#### PROBLEM REQUIREMENTS
Look in the material below for the line with "all the processors." and the line with "pub enum Processor", then set down exactly those two lines and all lines between, nothing more.

#### INFORMATION
────

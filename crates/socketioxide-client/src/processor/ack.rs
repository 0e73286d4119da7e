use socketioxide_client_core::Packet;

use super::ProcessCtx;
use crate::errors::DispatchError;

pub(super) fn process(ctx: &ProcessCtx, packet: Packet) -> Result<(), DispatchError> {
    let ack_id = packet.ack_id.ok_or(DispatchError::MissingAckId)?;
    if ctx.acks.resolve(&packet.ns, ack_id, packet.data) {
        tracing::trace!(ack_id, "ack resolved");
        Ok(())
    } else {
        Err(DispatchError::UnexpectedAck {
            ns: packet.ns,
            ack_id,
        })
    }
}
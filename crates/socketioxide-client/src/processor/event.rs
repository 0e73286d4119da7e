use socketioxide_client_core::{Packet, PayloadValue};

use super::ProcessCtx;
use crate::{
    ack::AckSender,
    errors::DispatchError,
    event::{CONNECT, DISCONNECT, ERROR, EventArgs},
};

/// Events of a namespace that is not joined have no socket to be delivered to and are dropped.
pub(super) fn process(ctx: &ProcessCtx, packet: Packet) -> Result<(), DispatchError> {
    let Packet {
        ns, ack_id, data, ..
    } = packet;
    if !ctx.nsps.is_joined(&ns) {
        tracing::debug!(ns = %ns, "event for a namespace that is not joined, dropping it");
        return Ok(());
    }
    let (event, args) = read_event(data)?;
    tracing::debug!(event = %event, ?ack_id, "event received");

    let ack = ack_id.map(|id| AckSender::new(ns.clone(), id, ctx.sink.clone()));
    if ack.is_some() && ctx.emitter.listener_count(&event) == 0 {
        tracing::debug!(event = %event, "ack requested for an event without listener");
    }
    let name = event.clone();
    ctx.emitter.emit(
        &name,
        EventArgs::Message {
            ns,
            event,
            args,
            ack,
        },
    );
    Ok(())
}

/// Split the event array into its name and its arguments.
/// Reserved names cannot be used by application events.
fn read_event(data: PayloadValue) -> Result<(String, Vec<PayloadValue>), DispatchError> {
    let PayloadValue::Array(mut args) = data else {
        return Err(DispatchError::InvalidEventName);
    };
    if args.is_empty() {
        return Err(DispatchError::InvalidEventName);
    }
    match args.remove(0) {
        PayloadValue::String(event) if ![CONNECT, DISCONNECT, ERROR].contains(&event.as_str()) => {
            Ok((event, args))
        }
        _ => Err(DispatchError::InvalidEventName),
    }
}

────

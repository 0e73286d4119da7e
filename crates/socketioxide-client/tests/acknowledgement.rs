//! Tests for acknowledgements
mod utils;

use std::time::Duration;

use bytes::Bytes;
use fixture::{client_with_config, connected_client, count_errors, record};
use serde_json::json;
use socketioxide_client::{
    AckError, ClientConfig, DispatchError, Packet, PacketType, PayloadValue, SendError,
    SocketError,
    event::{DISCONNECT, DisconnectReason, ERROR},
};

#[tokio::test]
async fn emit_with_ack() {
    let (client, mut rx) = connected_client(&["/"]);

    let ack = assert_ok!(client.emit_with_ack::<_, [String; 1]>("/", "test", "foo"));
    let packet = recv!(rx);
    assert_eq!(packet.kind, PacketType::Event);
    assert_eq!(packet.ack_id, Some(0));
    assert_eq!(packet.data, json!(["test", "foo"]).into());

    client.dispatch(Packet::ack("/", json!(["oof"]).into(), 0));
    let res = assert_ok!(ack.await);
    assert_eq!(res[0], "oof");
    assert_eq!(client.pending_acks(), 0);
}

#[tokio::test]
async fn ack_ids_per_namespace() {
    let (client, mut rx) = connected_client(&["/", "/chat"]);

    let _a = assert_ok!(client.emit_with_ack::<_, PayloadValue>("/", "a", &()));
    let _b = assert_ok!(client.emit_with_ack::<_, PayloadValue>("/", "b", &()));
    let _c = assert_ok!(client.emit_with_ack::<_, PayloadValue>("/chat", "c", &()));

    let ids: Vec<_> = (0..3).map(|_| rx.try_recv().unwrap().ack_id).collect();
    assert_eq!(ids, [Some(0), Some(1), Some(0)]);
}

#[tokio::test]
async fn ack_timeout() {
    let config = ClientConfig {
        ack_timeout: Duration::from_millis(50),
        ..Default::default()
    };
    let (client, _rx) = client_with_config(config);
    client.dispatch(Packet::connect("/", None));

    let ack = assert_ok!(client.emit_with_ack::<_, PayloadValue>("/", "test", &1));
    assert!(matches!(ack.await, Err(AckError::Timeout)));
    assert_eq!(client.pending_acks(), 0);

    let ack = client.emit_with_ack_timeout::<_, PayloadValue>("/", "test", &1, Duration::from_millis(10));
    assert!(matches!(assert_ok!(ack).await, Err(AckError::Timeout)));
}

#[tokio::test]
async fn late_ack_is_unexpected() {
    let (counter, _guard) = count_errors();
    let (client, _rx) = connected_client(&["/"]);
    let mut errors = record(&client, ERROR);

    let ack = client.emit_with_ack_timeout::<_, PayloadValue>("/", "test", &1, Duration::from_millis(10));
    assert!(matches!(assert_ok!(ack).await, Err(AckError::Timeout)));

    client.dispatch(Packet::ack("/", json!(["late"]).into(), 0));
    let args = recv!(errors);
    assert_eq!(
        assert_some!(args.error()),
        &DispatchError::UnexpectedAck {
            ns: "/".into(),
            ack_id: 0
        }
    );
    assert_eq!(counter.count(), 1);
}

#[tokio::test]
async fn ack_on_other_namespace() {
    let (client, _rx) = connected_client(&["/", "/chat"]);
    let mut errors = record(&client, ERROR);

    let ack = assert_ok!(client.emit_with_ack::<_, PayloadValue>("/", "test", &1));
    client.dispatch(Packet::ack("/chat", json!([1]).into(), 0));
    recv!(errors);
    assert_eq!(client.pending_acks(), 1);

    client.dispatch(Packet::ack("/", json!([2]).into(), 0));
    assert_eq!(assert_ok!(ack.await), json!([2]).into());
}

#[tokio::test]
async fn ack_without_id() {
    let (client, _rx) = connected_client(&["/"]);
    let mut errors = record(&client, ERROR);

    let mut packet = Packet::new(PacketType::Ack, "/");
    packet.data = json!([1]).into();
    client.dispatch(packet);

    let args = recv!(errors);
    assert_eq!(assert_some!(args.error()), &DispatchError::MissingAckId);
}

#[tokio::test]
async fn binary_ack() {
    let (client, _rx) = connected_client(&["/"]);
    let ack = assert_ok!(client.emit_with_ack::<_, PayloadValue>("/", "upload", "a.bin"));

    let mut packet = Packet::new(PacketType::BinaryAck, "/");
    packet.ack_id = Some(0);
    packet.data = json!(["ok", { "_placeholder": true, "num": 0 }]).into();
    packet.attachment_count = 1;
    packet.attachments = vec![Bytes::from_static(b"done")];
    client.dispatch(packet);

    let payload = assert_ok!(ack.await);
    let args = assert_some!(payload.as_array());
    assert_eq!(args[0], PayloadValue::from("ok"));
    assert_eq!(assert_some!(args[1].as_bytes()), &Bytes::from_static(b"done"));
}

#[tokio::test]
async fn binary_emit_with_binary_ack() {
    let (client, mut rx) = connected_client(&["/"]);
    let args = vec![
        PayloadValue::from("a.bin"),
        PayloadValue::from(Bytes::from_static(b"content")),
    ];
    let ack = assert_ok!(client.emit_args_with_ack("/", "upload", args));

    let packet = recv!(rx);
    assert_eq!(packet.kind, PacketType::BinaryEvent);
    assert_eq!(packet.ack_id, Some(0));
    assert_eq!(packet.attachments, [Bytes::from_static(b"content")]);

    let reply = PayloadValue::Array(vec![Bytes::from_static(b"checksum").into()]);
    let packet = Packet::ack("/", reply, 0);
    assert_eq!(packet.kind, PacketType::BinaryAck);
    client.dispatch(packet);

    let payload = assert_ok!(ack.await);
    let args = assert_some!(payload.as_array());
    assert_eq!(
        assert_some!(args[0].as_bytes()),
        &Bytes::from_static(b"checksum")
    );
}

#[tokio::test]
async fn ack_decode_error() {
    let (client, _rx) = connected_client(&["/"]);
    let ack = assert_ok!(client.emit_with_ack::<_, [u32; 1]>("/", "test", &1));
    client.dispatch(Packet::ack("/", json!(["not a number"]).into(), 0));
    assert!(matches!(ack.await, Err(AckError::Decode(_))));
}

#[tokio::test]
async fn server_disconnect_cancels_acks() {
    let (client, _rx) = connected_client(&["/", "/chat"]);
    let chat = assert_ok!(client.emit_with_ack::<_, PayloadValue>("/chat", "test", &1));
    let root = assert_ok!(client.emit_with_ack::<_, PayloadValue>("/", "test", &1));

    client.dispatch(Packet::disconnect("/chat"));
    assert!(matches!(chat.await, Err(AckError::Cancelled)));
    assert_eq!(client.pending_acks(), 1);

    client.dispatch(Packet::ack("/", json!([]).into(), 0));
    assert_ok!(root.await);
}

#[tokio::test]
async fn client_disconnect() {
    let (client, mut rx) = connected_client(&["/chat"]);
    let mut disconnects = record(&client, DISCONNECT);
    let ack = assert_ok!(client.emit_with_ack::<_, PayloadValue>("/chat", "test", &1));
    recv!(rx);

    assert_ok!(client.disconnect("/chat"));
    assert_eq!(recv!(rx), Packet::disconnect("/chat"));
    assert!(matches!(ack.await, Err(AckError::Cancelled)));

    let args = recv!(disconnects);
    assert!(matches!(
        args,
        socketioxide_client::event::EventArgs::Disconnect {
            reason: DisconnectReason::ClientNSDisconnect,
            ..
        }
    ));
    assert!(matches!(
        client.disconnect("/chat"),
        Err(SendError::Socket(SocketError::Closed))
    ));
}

────

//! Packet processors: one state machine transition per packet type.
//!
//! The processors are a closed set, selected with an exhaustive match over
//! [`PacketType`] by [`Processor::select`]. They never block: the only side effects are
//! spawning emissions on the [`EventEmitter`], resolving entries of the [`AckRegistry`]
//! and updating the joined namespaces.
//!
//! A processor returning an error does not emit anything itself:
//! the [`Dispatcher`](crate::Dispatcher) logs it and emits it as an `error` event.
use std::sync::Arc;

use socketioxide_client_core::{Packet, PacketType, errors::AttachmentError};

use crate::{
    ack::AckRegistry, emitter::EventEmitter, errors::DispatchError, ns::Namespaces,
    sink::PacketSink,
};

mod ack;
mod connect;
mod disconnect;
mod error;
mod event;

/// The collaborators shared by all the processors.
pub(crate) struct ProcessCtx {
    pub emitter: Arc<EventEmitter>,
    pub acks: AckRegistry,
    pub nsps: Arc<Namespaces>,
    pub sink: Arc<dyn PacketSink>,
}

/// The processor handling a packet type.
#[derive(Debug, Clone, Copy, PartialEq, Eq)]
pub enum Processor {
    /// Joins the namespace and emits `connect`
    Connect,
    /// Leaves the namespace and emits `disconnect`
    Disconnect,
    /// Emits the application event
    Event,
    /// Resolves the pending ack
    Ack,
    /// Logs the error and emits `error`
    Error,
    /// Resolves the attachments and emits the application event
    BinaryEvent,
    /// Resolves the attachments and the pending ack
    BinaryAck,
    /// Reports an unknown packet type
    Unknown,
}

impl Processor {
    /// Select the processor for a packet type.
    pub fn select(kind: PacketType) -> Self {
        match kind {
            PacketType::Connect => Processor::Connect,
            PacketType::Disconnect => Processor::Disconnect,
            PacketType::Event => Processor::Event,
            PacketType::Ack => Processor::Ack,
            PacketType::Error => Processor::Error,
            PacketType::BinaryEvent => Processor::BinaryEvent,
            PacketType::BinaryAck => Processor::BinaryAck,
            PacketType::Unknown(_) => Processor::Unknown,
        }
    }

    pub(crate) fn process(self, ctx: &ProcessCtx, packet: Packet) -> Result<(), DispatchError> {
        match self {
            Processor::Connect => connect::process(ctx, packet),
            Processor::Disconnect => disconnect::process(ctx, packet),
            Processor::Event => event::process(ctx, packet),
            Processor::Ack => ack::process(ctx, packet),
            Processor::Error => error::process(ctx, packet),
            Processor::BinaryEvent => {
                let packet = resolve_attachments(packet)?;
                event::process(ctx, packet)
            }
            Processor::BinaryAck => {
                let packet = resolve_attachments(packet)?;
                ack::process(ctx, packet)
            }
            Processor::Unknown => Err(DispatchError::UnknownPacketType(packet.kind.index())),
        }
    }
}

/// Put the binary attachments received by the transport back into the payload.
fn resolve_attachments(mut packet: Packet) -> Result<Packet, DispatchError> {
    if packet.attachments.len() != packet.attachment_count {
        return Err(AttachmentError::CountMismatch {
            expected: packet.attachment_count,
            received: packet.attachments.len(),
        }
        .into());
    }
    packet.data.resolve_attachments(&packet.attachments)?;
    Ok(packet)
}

────

#### YOUR SOLUTION
/// The collaborators shared by all the processors.
pub(crate) struct ProcessCtx {
    pub emitter: Arc<EventEmitter>,
    pub acks: AckRegistry,
    pub nsps: Arc<Namespaces>,
    pub sink: Arc<dyn PacketSink>,
}

/// The processor handling a packet type.
#[derive(Debug, Clone, Copy, PartialEq, Eq)]
pub enum Processor {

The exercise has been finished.